Using the records below, repeat exactly the lines from the one holding "filename apps/cli/src/main.rs" through the one holding "pub enum Propagation", both ends included, and no others.

═══ Data to use ═══

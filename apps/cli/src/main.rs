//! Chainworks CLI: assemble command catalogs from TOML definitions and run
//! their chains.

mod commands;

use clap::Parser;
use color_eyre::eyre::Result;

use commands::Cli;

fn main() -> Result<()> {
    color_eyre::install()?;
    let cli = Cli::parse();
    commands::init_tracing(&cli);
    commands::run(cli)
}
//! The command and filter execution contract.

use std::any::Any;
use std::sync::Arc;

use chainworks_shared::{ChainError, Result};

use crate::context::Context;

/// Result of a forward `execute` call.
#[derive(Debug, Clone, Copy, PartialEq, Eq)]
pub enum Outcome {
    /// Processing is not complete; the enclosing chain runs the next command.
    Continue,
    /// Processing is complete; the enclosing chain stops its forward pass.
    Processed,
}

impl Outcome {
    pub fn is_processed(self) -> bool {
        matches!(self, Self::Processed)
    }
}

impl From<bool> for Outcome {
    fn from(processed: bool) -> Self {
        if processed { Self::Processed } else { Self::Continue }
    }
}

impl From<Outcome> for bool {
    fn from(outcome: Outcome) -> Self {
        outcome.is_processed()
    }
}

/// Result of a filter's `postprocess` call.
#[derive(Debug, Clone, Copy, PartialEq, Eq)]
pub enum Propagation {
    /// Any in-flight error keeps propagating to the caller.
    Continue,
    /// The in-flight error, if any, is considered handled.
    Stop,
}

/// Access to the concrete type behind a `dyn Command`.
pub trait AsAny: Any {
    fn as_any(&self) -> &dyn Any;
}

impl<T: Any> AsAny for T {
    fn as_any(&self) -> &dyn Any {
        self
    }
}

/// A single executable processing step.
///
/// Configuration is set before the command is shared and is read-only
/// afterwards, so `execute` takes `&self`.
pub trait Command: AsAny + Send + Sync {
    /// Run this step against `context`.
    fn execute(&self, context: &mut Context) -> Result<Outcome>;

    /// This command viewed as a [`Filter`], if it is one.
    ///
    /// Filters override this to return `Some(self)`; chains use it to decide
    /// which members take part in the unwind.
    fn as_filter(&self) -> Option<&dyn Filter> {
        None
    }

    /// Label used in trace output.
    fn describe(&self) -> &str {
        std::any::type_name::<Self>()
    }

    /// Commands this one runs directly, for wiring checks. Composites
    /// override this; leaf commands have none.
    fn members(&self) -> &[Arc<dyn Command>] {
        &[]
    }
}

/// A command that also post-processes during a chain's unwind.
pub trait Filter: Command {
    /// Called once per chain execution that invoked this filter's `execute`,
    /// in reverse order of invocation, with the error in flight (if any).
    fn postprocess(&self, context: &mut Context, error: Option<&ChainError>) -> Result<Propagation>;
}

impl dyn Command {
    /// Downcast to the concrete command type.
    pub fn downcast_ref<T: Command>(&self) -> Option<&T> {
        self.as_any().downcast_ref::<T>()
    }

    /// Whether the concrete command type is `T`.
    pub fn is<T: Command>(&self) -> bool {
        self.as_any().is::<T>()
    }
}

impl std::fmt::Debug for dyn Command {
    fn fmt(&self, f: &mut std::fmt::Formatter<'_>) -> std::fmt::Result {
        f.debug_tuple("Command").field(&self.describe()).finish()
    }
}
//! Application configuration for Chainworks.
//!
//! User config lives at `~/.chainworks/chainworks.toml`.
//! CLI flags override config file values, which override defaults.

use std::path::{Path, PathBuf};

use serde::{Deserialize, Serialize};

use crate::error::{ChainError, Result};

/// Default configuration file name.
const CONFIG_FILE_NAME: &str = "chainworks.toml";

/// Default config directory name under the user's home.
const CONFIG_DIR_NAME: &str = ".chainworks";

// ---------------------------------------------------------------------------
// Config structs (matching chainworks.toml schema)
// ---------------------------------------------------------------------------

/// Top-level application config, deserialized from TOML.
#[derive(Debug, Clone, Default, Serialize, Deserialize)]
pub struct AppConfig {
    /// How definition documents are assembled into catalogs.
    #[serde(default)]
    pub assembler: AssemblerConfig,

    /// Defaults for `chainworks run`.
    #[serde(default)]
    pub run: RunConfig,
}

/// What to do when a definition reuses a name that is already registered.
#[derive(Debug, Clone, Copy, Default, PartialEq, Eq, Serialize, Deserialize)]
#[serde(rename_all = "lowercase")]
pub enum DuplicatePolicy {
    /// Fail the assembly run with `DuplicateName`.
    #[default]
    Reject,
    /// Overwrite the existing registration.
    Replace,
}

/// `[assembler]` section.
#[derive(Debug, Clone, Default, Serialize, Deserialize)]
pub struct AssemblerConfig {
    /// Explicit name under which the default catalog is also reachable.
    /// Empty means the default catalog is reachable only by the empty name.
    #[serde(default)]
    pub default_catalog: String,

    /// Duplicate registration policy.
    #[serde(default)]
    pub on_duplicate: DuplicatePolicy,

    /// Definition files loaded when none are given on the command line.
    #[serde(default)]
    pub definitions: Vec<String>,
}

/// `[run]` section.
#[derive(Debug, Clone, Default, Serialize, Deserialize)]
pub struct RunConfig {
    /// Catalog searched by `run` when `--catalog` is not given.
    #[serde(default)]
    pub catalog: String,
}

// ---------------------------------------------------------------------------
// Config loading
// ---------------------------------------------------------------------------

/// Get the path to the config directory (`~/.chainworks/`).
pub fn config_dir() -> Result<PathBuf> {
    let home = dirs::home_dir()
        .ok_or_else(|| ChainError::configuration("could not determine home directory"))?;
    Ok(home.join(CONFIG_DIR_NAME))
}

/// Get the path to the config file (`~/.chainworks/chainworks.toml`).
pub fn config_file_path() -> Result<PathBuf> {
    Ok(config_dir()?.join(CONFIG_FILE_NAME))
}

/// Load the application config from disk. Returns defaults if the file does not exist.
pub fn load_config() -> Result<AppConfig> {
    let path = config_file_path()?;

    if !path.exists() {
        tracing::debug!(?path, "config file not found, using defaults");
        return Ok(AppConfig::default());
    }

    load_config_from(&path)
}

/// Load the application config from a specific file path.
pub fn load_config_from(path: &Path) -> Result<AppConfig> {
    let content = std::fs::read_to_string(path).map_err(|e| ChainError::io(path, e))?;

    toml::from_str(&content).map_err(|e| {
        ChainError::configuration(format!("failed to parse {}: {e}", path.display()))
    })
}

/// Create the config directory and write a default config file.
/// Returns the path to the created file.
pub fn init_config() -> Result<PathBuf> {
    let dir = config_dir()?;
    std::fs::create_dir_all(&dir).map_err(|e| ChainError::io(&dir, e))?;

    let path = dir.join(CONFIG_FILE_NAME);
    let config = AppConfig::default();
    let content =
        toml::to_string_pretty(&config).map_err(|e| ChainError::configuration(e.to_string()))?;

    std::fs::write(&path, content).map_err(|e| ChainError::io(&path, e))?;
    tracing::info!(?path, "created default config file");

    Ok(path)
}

═══
═══ Data to use ═══

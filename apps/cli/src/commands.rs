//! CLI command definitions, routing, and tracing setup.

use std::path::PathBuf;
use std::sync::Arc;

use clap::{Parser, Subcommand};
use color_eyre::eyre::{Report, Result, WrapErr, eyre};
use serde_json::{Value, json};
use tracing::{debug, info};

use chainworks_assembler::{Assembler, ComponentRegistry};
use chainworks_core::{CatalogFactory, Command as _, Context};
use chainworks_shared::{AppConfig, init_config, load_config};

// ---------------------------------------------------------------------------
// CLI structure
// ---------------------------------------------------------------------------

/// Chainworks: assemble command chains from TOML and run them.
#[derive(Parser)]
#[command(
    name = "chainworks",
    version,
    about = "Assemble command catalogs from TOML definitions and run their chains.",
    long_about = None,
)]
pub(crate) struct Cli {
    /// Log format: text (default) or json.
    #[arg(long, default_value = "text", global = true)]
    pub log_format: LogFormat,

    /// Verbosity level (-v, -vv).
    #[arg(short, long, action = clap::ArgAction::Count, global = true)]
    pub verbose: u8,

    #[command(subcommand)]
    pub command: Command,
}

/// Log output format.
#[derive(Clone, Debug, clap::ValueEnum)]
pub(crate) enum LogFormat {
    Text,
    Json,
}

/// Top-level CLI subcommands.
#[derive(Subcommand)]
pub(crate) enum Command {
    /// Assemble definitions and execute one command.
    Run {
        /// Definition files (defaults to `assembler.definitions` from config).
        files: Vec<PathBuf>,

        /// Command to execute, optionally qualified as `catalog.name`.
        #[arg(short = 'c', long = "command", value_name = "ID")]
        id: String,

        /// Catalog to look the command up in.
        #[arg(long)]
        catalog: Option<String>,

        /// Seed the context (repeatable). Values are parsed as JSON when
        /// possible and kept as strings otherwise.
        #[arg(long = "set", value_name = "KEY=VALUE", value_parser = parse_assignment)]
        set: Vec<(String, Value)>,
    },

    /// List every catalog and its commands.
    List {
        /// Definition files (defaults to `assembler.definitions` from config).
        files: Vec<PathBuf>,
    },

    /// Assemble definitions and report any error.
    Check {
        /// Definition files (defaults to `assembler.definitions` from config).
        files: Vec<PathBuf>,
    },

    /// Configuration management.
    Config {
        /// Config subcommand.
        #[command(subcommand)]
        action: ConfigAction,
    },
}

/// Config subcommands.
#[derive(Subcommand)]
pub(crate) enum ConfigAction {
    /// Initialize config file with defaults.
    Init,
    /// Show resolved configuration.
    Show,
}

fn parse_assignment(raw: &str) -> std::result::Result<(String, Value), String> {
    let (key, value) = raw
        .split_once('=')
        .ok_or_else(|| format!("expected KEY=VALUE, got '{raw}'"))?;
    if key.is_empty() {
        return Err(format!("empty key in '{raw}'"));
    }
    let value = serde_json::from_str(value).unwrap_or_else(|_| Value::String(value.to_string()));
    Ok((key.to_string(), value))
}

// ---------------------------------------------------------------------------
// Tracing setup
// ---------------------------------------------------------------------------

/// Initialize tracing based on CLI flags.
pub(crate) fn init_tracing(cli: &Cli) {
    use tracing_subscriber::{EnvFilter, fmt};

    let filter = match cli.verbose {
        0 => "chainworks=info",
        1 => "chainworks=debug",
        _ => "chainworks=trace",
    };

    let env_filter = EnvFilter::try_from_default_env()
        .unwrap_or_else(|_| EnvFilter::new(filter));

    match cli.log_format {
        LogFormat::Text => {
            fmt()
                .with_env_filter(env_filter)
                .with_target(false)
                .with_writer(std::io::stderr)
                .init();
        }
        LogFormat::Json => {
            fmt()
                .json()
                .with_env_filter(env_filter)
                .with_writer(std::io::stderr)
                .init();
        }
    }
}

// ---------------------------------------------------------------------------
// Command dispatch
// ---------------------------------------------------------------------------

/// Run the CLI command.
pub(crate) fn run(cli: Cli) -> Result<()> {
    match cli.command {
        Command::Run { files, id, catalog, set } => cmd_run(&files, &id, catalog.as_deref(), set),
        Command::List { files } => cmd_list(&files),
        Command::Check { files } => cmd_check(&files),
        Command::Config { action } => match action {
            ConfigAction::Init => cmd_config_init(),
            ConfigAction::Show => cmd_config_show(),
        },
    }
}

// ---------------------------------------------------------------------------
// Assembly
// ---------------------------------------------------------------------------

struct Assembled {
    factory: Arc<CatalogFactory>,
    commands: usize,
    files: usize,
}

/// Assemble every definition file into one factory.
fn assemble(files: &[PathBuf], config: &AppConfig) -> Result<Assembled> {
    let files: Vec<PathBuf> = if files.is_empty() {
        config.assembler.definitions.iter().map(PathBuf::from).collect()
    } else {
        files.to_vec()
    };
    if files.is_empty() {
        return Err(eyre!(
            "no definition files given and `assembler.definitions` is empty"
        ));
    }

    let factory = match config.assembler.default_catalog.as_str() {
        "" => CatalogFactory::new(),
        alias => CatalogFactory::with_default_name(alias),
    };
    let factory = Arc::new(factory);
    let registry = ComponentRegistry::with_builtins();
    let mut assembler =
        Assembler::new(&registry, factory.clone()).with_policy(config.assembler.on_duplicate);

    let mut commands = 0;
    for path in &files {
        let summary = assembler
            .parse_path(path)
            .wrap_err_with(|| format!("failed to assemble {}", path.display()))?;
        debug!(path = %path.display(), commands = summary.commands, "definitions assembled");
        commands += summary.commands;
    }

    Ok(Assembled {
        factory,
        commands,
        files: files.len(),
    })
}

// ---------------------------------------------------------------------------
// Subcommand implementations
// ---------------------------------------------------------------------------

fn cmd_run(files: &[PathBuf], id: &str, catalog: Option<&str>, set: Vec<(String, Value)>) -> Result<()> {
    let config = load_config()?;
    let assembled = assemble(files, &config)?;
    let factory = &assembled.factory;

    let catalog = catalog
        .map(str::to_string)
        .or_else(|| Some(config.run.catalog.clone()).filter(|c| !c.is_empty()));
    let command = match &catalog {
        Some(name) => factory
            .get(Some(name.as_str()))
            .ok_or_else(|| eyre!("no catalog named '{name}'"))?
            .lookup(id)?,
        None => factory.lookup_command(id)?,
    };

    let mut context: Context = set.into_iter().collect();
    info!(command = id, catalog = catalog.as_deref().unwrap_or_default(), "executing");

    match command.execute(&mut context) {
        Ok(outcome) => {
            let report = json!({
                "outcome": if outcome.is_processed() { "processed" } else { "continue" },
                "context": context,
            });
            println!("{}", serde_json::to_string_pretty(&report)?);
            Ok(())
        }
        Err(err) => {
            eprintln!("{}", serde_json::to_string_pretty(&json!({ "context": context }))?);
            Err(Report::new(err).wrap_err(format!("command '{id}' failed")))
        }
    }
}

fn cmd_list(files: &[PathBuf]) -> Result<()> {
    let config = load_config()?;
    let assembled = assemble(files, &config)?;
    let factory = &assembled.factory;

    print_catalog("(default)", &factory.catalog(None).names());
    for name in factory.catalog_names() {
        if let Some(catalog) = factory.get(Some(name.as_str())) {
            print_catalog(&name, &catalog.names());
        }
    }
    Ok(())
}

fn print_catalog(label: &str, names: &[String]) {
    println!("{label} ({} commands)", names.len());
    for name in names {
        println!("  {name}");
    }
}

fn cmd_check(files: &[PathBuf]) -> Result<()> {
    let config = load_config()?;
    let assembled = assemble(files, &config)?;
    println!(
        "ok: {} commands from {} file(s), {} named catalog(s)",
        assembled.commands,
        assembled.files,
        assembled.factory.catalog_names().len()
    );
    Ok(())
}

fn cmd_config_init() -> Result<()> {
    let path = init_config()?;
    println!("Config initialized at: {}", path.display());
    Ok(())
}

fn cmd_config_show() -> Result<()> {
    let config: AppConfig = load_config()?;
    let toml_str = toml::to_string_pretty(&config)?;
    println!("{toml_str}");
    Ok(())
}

═══

**Response to this exercise**
filename apps/cli/src/main.rs
//! Chainworks CLI: assemble command catalogs from TOML definitions and run
//! their chains.

mod commands;

use clap::Parser;
use color_eyre::eyre::Result;

use commands::Cli;

fn main() -> Result<()> {
    color_eyre::install()?;
    let cli = Cli::parse();
    commands::init_tracing(&cli);
    commands::run(cli)
}
//! The command and filter execution contract.

use std::any::Any;
use std::sync::Arc;

use chainworks_shared::{ChainError, Result};

use crate::context::Context;

/// Result of a forward `execute` call.
#[derive(Debug, Clone, Copy, PartialEq, Eq)]
pub enum Outcome {
    /// Processing is not complete; the enclosing chain runs the next command.
    Continue,
    /// Processing is complete; the enclosing chain stops its forward pass.
    Processed,
}

impl Outcome {
    pub fn is_processed(self) -> bool {
        matches!(self, Self::Processed)
    }
}

impl From<bool> for Outcome {
    fn from(processed: bool) -> Self {
        if processed { Self::Processed } else { Self::Continue }
    }
}

impl From<Outcome> for bool {
    fn from(outcome: Outcome) -> Self {
        outcome.is_processed()
    }
}

/// Result of a filter's `postprocess` call.
#[derive(Debug, Clone, Copy, PartialEq, Eq)]
pub enum Propagation {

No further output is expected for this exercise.